At any rate, I'll go to Chrsitmas Eve service with them. I do beleive Jesus was a Buddha, so I'll go give him a shout-out. And I love the carols and the candle-light ceremony that my Mom's church does.

But I'm trying to find ways to inject some whimsy into my holiday. I think I'll do a treetop Buddha, because I think it would really please me. (It occurs to me that it'll piss off my Mom, but I have to get past that impulse to mess with her. LOL) And with a week off from work, I have plenty of time meditate and investigate the local Shambhala group.

Most of all, I think it's a chance to reflect on the year ahead... That's what I like about the week bewteen Christmas and New Year's. I just want some quiet contemplation, and that menas avoiding the stores and the madness as much as possible. That's the part of Christmas that drives me crazy, so I'm just rejecting it.

It took me 39 years to find my backbone, and I'm just not going to do anything that doesn't feel right for me anymore. The family just has to adjust.

j. brotherlove

I'm not a parent so forgive me for chiming in.

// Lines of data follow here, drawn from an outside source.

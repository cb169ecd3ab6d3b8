pub mod asset_error;
pub mod image_catalog;
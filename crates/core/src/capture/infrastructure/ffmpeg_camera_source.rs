//! Camera capture through libavdevice.
use std::path::Path;

use ffmpeg_next::format::context::Input;
use ffmpeg_next::software::scaling;
use ffmpeg_next::util::frame::video::Video;

use crate::capture::domain::camera_source::CameraSource;
use crate::capture::domain::capture_error::CaptureError;
use crate::shared::frame::{Frame, CHANNELS};

/// Opens a V4L2/AVFoundation/DirectShow device, or any file or URL ffmpeg
/// can demux, and decodes its best video stream to RGB24 frames.
pub struct FfmpegCameraSource {
    device: String,
    input: Option<Input>,
    decoder: ffmpeg_next::decoder::Video,
    scaler: scaling::Context,
    stream_index: usize,
    width: u32,
    height: u32,
    frame_index: usize,
}

// Safety: the source is owned and driven by the capture loop only; the raw
// ffmpeg pointers never cross threads while in use.
unsafe impl Send for FfmpegCameraSource {}

impl FfmpegCameraSource {
    /// `format` names an ffmpeg input format such as `video4linux2`. When it
    /// is `None`, `/dev/video*` paths use the platform capture format and
    /// everything else is probed.
    pub fn open(device: &str, format: Option<&str>) -> Result<Self, CaptureError> {
        let open_err = |reason: String| CaptureError::Open {
            device: device.to_string(),
            reason,
        };

        ffmpeg_next::init().map_err(|e| open_err(e.to_string()))?;
        ffmpeg_next::device::register_all();

        let format = format.or_else(|| default_format(device));
        let input = match format {
            Some(name) => {
                let fmt = ffmpeg_next::device::input::video()
                    .find(|f| f.name().split(',').any(|n| n == name))
                    .ok_or_else(|| open_err(format!("input format '{name}' not available")))?;
                ffmpeg_next::format::open_with(
                    &device,
                    &ffmpeg_next::format::Format::Input(fmt),
                    ffmpeg_next::Dictionary::new(),
                )
                .map_err(|e| open_err(e.to_string()))?
                .input()
            }
            None => ffmpeg_next::format::input(&device).map_err(|e| open_err(e.to_string()))?,
        };

        let stream = input
            .streams()
            .best(ffmpeg_next::media::Type::Video)
            .ok_or_else(|| open_err("no video stream".into()))?;
        let stream_index = stream.index();
        let decoder = ffmpeg_next::codec::context::Context::from_parameters(stream.parameters())
            .and_then(|ctx| ctx.decoder().video())
            .map_err(|e| open_err(e.to_string()))?;

        let width = decoder.width();
        let height = decoder.height();
        let scaler = scaling::Context::get(
            decoder.format(),
            width,
            height,
            ffmpeg_next::format::Pixel::RGB24,
            width,
            height,
            scaling::Flags::BILINEAR,
        )
        .map_err(|e| open_err(e.to_string()))?;

        log::info!("Camera {device} opened at {width}x{height}");
        Ok(Self {
            device: device.to_string(),
            input: Some(input),
            decoder,
            scaler,
            stream_index,
            width,
            height,
            frame_index: 0,
        })
    }

    pub fn dimensions(&self) -> (u32, u32) {
        (self.width, self.height)
    }

    fn try_receive(&mut self) -> Result<Option<Frame>, CaptureError> {
        let mut decoded = Video::empty();
        if self.decoder.receive_frame(&mut decoded).is_err() {
            return Ok(None);
        }
        let mut rgb = Video::empty();
        self.scaler.run(&decoded, &mut rgb)?;

        let frame = Frame::new(
            packed_rgb(&rgb, self.width, self.height),
            self.width,
            self.height,
            self.frame_index,
        );
        self.frame_index += 1;
        Ok(Some(frame))
    }
}

fn default_format(device: &str) -> Option<&'static str> {
    if !device.starts_with("/dev/video") || Path::new(device).is_file() {
        return None;
    }
    if cfg!(target_os = "linux") {
        Some("video4linux2")
    } else {
        None
    }
}

/// Copies the RGB plane row by row, dropping line padding.
fn packed_rgb(rgb: &Video, width: u32, height: u32) -> Vec<u8> {
    let stride = rgb.stride(0);
    let data = rgb.data(0);
    let row_len = width as usize * CHANNELS;

    let mut pixels = Vec::with_capacity(row_len * height as usize);
    for row in 0..height as usize {
        let start = row * stride;
        pixels.extend_from_slice(&data[start..start + row_len]);
    }
    pixels
}

impl CameraSource for FfmpegCameraSource {
    fn read(&mut self) -> Result<Frame, CaptureError> {
        if let Some(frame) = self.try_receive()? {
            return Ok(frame);
        }
        loop {
            let Some(input) = self.input.as_mut() else {
                return Err(CaptureError::Read(format!("{} is closed", self.device)));
            };
            let Some((stream, packet)) = input.packets().next() else {
                let _ = self.decoder.send_eof();
                return self.try_receive()?.ok_or(CaptureError::EndOfStream);
            };
            if stream.index() != self.stream_index {
                continue;
            }
            if let Err(e) = self.decoder.send_packet(&packet) {
                log::debug!("Dropping undecodable packet: {e}");
                continue;
            }
            if let Some(frame) = self.try_receive()? {
                return Ok(frame);
            }
        }
    }

    fn close(&mut self) {
        if self.input.take().is_some() {
            log::info!("Camera {} released", self.device);
        }
    }
}

impl Drop for FfmpegCameraSource {
    fn drop(&mut self) {
        self.close();
    }
}

#[cfg(test)]
mod tests {
    use super::*;

    #[test]
    fn test_default_format_for_regular_paths() {
        assert_eq!(default_format("clip.mp4"), None);
        assert_eq!(default_format("rtsp://camera.local/stream"), None);
    }

    #[cfg(target_os = "linux")]
    #[test]
    fn test_default_format_for_v4l2_device() {
        assert_eq!(default_format("/dev/video0"), Some("video4linux2"));
    }

    #[test]
    fn test_open_missing_file_fails() {
        let dir = tempfile::tempdir().unwrap();
        let path = dir.path().join("missing.mp4");
        let result = FfmpegCameraSource::open(path.to_str().unwrap(), None);
        assert!(matches!(result, Err(CaptureError::Open { .. })));
    }
}
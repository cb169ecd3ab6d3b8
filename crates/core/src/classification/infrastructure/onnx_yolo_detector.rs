//! YOLO face detector on ONNX Runtime.
//!
//! Letterboxes the frame to the model's square input, runs one inference and
//! keeps boxes above the confidence floor after greedy non-maximum
//! suppression. Any keypoint columns in the output are ignored.
use std::path::Path;

use ndarray::Array4;

use crate::classification::domain::face_detector::FaceDetector;
use crate::classification::infrastructure::execution_provider::{
    intra_op_threads, preferred_execution_providers,
};
use crate::shared::bounding_box::BoundingBox;
use crate::shared::frame::{Frame, CHANNELS};

/// Used when the model input shape is dynamic.
const DEFAULT_INPUT_SIZE: u32 = 640;

pub const DEFAULT_CONFIDENCE: f64 = 0.25;

const NMS_IOU_THRESH: f64 = 0.45;

/// Letterbox padding value, YOLO convention.
const PAD_VALUE: f32 = 114.0 / 255.0;

pub struct OnnxYoloFaceDetector {
    session: ort::session::Session,
    confidence: f64,
    input_size: u32,
}

impl OnnxYoloFaceDetector {
    pub fn new(model_path: &Path, confidence: f64) -> Result<Self, Box<dyn std::error::Error>> {
        let session = ort::session::Session::builder()?
            .with_intra_threads(intra_op_threads())?
            .with_execution_providers(preferred_execution_providers())?
            .commit_from_file(model_path)?;

        // NCHW: [1, 3, H, W]
        let input_size = session
            .inputs()
            .first()
            .and_then(|input| match input.dtype() {
                ort::value::ValueType::Tensor { shape, .. } if shape.len() >= 4 && shape[2] > 0 => {
                    Some(shape[2] as u32)
                }
                _ => None,
            })
            .unwrap_or(DEFAULT_INPUT_SIZE);

        log::debug!("YOLO face detector loaded, input {input_size}x{input_size}");
        Ok(Self {
            session,
            confidence,
            input_size,
        })
    }
}

impl FaceDetector for OnnxYoloFaceDetector {
    fn detect(&mut self, frame: &Frame) -> Result<Vec<BoundingBox>, Box<dyn std::error::Error>> {
        let letterboxed = letterbox(frame, self.input_size);

        let input = ort::value::Tensor::from_array(letterboxed.tensor.clone())?;
        let outputs = self.session.run(ort::inputs![input])?;
        if outputs.len() == 0 {
            return Err("YOLO model produced no outputs".into());
        }
        let tensor = outputs[0].try_extract_array::<f32>()?;
        let shape = tensor.shape().to_vec();
        if shape.len() != 3 {
            return Err(format!("Unexpected YOLO output shape: {shape:?}").into());
        }
        let data = tensor.as_slice().ok_or("Cannot get tensor slice")?;

        // Either [1, features, detections] or [1, detections, features].
        let transposed = shape[1] < shape[2];
        let (num_dets, num_feats) = if transposed {
            (shape[2], shape[1])
        } else {
            (shape[1], shape[2])
        };
        if num_feats < 5 {
            return Ok(Vec::new());
        }
        let at = |det: usize, feat: usize| -> f64 {
            let i = if transposed {
                feat * num_dets + det
            } else {
                det * num_feats + feat
            };
            data[i] as f64
        };

        let mut candidates = Vec::new();
        for d in 0..num_dets {
            let score = at(d, 4);
            if score < self.confidence {
                continue;
            }
            let (cx, cy, w, h) = (at(d, 0), at(d, 1), at(d, 2), at(d, 3));
            let bbox = letterboxed.unmap(cx - w / 2.0, cy - h / 2.0, cx + w / 2.0, cy + h / 2.0);
            if let Some(bbox) = bbox.clamp_to(frame.width(), frame.height()) {
                candidates.push((bbox, score));
            }
        }

        Ok(nms(candidates, NMS_IOU_THRESH))
    }
}

struct Letterboxed {
    tensor: Array4<f32>,
    scale: f64,
    pad_x: u32,
    pad_y: u32,
}

impl Letterboxed {
    /// Letterbox corner coordinates back to source-frame pixels.
    fn unmap(&self, x1: f64, y1: f64, x2: f64, y2: f64) -> BoundingBox {
        let px = self.pad_x as f64;
        let py = self.pad_y as f64;
        BoundingBox::from_corners(
            (x1 - px) / self.scale,
            (y1 - py) / self.scale,
            (x2 - px) / self.scale,
            (y2 - py) / self.scale,
        )
    }
}

/// Aspect-preserving nearest-neighbour resize into a padded square NCHW tensor.
fn letterbox(frame: &Frame, target_size: u32) -> Letterboxed {
    let fw = frame.width() as f64;
    let fh = frame.height() as f64;
    let target = target_size as f64;

    let scale = (target / fw).min(target / fh);
    let new_w = ((fw * scale).round() as u32).min(target_size);
    let new_h = ((fh * scale).round() as u32).min(target_size);
    let pad_x = (target_size - new_w) / 2;
    let pad_y = (target_size - new_h) / 2;

    let size = target_size as usize;
    let mut tensor = Array4::<f32>::from_elem((1, CHANNELS, size, size), PAD_VALUE);

    let src = frame.data();
    let src_w = frame.width() as usize;
    let src_h = frame.height() as usize;
    for y in 0..new_h as usize {
        let sy = ((y as f64 / scale) as usize).min(src_h - 1);
        for x in 0..new_w as usize {
            let sx = ((x as f64 / scale) as usize).min(src_w - 1);
            let offset = (sy * src_w + sx) * CHANNELS;
            for c in 0..CHANNELS {
                tensor[[0, c, pad_y as usize + y, pad_x as usize + x]] = src[offset + c] as f32 / 255.0;
            }
        }
    }

    Letterboxed {
        tensor,
        scale,
        pad_x,
        pad_y,
    }
}

/// Greedy NMS, highest score first.
fn nms(mut candidates: Vec<(BoundingBox, f64)>, iou_thresh: f64) -> Vec<BoundingBox> {
    candidates.sort_by(|a, b| b.1.total_cmp(&a.1));

    let mut keep: Vec<BoundingBox> = Vec::new();
    for (bbox, _) in candidates {
        if keep.iter().all(|k| k.iou(&bbox) <= iou_thresh) {
            keep.push(bbox);
        }
    }
    keep
}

Are the feelings of discomfort and unsupportedness your feelings or are they shared by your daughter?


It's been almost a month and I'm just now responding to some comments here. Sorry for the delay, people...

How we spent the holidays... I found some Christmas spirit the week before Christmas and ended up buying a Christmas tree after all... We had a good time over the holidays. I ended up getting really sick for a couple of days, but we mostly relaxed. I spent a lot of time cleaning and getting organized... put up some shelves, unpacked some books, etc.

Once I got over the overwhelm I was feeling, all of this seemed less important. I'm not on a crusade against the Christmas season... I'm just irritated when people suggest that I should be doing something other than what I'm doing with my life. My response is typically, "You have your life to live however you see fit... and so do I."

J, my daughter just doesn't like the discord. She's uncomfortable with the tension. She doesn't feel particularly unsupported, though.

Thanks everyone who chimed in. Although I didn't respond as I usually do, I did read your messages and they all offered food for thought.